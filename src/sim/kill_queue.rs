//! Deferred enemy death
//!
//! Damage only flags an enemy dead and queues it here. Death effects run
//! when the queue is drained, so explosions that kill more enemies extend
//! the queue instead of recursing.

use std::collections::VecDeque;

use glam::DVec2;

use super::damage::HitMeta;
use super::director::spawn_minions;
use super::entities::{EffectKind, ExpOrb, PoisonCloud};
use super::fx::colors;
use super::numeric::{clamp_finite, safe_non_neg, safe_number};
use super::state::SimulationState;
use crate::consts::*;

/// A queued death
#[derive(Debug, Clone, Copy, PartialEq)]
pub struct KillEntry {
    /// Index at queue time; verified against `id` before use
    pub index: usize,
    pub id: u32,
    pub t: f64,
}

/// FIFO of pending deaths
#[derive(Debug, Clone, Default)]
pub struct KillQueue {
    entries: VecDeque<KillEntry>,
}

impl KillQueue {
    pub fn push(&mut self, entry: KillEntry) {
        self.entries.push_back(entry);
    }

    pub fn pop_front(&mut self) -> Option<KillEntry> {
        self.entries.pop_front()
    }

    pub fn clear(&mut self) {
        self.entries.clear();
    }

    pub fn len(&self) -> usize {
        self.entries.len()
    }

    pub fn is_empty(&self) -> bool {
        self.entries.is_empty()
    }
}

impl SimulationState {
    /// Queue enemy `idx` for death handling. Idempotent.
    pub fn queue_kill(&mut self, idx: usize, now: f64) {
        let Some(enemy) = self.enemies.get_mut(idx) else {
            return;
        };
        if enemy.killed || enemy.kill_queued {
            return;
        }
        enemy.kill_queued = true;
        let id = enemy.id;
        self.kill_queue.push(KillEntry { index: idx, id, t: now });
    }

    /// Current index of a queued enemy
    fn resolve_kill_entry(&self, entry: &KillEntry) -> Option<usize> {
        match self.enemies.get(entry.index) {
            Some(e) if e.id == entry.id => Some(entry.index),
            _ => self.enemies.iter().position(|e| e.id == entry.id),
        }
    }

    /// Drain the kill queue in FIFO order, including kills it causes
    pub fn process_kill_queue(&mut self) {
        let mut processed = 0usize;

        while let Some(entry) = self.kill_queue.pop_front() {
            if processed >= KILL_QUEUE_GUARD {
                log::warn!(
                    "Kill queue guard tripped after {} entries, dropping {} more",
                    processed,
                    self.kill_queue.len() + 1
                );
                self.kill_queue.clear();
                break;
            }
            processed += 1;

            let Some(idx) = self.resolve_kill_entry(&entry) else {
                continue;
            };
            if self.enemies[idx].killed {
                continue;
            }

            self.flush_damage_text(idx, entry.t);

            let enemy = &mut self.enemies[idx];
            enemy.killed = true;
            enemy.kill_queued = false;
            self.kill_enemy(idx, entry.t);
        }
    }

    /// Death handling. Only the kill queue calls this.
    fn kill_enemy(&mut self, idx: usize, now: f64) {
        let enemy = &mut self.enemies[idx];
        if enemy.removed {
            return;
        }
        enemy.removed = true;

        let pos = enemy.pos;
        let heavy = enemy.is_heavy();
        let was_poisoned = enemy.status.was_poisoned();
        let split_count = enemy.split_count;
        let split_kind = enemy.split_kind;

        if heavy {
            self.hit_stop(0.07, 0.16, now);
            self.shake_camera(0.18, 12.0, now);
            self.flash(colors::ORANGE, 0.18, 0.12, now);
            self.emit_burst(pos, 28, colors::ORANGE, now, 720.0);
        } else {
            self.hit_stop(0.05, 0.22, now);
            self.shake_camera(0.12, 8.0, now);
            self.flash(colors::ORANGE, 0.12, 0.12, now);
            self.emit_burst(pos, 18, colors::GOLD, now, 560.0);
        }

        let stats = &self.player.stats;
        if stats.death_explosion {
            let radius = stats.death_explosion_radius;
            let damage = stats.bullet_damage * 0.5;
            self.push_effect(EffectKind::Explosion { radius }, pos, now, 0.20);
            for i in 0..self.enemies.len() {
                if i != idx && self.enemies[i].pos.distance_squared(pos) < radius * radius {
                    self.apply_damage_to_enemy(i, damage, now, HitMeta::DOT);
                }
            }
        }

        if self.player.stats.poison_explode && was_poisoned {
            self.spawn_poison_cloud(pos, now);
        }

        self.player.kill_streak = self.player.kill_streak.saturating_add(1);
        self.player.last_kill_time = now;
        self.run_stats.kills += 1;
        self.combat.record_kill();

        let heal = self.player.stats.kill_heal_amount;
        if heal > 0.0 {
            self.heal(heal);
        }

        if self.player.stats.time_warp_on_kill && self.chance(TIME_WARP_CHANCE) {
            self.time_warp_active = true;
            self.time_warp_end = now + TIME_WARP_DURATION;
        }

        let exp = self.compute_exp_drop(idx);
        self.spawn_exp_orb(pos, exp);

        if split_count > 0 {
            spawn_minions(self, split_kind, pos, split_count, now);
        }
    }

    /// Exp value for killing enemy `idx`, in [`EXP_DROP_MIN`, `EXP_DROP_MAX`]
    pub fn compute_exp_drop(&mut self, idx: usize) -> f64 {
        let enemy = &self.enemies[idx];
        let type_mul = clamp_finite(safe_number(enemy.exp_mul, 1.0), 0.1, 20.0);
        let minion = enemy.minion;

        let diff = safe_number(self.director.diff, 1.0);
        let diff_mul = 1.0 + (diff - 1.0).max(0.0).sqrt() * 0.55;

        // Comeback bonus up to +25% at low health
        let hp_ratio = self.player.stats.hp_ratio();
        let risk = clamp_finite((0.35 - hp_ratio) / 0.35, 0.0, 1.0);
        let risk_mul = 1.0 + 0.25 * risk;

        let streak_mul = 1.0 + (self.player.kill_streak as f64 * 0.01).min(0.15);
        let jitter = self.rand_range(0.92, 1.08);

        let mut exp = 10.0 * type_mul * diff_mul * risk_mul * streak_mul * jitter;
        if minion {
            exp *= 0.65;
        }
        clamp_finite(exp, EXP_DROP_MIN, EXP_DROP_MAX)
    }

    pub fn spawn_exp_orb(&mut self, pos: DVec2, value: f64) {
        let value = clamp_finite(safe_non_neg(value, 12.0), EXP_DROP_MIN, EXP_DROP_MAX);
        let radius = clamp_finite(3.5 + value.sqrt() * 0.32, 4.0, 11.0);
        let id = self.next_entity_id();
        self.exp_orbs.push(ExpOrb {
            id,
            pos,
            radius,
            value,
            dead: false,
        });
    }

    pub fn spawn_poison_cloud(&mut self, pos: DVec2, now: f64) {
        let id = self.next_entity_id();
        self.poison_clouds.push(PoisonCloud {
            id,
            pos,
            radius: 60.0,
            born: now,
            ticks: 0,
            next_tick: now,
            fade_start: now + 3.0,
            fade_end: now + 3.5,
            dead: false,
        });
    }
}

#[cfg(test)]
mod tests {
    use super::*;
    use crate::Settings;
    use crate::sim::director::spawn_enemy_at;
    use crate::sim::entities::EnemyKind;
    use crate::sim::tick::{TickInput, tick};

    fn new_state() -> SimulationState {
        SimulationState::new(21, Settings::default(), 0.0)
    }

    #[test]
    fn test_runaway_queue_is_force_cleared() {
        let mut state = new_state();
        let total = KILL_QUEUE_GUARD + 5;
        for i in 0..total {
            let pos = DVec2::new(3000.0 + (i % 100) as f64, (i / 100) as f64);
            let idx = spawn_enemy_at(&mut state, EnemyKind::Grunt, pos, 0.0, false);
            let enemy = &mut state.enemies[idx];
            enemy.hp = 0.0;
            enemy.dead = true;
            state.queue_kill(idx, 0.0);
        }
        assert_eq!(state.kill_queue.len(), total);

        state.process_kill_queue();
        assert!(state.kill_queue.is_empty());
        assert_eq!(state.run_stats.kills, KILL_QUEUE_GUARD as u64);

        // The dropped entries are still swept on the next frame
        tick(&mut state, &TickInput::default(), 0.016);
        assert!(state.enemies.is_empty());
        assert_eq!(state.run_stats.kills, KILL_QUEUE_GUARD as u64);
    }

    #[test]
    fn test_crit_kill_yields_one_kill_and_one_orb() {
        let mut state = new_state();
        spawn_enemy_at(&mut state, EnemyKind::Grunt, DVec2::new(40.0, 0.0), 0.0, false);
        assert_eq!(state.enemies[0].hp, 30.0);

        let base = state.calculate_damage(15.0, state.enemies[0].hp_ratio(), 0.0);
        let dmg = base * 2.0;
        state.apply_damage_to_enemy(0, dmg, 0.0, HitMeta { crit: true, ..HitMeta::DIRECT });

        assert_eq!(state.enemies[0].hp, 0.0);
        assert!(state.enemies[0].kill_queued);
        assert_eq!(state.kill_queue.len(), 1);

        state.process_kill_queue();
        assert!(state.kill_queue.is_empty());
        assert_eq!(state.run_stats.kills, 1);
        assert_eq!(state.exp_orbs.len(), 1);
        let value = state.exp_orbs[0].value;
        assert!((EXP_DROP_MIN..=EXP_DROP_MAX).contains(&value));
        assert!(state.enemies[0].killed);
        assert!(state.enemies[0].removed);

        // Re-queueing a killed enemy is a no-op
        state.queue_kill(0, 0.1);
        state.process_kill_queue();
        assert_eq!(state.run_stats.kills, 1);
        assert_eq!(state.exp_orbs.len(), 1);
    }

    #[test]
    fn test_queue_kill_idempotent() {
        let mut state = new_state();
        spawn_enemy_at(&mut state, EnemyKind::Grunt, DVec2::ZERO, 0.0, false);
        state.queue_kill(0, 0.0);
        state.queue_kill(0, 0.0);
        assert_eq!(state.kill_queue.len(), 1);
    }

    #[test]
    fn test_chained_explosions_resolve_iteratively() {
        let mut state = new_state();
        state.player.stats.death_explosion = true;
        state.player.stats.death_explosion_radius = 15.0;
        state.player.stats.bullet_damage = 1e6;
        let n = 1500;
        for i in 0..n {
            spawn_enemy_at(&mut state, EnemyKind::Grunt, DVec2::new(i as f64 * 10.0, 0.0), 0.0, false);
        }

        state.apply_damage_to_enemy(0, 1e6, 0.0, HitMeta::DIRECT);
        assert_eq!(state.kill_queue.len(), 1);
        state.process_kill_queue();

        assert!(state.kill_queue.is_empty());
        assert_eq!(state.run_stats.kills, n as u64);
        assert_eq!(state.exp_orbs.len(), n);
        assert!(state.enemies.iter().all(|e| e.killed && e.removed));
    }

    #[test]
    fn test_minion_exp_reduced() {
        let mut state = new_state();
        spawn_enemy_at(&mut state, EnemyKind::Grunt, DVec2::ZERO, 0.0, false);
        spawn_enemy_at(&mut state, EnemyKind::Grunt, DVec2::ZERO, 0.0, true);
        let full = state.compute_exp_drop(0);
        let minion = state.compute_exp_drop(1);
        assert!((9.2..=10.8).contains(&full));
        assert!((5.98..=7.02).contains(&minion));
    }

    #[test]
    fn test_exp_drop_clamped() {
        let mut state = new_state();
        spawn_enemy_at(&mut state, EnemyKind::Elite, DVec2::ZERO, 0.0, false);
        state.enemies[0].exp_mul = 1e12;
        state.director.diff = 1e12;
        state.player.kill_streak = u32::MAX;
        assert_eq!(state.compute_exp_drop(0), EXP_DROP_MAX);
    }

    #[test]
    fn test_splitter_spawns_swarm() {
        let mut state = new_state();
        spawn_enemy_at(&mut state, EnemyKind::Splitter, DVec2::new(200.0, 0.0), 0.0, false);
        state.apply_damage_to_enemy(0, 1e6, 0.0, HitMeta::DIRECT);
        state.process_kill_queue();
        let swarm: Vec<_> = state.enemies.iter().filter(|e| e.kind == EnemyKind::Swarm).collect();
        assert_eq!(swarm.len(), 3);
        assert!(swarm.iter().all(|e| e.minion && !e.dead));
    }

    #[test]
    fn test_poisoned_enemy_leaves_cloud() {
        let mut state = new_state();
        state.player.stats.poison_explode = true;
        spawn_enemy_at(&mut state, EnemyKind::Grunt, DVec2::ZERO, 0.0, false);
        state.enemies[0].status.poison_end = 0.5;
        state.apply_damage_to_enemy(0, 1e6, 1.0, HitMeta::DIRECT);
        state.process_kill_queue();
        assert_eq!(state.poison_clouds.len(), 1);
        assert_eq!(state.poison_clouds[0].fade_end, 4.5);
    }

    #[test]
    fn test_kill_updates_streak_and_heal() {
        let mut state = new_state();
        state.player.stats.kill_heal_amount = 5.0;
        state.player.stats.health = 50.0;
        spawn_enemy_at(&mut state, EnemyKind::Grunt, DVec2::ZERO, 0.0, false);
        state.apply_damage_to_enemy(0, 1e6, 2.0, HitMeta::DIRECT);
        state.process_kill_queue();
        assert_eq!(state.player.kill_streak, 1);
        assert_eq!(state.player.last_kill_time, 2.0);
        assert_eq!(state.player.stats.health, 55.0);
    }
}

= WHAT YOU SHOULD DO =
Among the lines above, find those with the string "contains" and copy them.

= ANSWER FOR THIS EXERCISE =
        assert!((EXP_DROP_MIN..=EXP_DROP_MAX).contains(&value));
        assert!((9.2..=10.8).contains(&full));
        assert!((5.98..=7.02).contains(&minion));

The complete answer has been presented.